:: Aim of the exercise ::
For this exercise, please reproduce the records below word for word, from the first line through the line with "concatenated across runs.".

:: The data ::
-----
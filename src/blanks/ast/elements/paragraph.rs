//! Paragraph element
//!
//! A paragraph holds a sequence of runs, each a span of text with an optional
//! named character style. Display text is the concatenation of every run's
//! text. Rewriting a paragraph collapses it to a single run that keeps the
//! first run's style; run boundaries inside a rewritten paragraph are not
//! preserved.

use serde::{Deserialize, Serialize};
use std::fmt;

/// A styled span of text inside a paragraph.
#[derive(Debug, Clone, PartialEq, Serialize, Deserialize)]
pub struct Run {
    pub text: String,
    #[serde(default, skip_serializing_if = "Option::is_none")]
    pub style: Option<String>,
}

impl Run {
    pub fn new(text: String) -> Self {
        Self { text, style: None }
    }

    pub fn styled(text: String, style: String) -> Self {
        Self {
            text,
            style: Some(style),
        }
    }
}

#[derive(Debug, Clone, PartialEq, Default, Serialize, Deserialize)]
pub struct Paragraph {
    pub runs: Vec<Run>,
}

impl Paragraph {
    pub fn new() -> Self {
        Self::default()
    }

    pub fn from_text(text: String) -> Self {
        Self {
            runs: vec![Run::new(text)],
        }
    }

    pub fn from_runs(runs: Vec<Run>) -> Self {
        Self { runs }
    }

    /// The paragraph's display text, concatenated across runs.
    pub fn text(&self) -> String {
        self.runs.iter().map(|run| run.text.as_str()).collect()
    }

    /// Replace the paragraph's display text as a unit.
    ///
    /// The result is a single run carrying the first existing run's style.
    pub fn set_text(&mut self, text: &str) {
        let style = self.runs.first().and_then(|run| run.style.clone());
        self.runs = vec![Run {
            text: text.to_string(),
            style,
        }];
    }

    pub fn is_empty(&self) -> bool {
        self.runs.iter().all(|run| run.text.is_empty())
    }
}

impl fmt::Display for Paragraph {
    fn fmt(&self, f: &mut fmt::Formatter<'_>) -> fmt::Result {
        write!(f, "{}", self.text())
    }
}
-----
:: Solution below ::
filename src/blanks/ast/elements/paragraph.rs
//! Paragraph element
//!
//! A paragraph holds a sequence of runs, each a span of text with an optional
//! named character style. Display text is the concatenation of every run's
//! text. Rewriting a paragraph collapses it to a single run that keeps the
//! first run's style; run boundaries inside a rewritten paragraph are not
//! preserved.

use serde::{Deserialize, Serialize};
use std::fmt;

/// A styled span of text inside a paragraph.
#[derive(Debug, Clone, PartialEq, Serialize, Deserialize)]
pub struct Run {
    pub text: String,
    #[serde(default, skip_serializing_if = "Option::is_none")]
    pub style: Option<String>,
}

impl Run {
    pub fn new(text: String) -> Self {
        Self { text, style: None }
    }

    pub fn styled(text: String, style: String) -> Self {
        Self {
            text,
            style: Some(style),
        }
    }
}

#[derive(Debug, Clone, PartialEq, Default, Serialize, Deserialize)]
pub struct Paragraph {
    pub runs: Vec<Run>,
}

impl Paragraph {
    pub fn new() -> Self {
        Self::default()
    }

    pub fn from_text(text: String) -> Self {
        Self {
            runs: vec![Run::new(text)],
        }
    }

    pub fn from_runs(runs: Vec<Run>) -> Self {
        Self { runs }
    }

    /// The paragraph's display text, concatenated across runs.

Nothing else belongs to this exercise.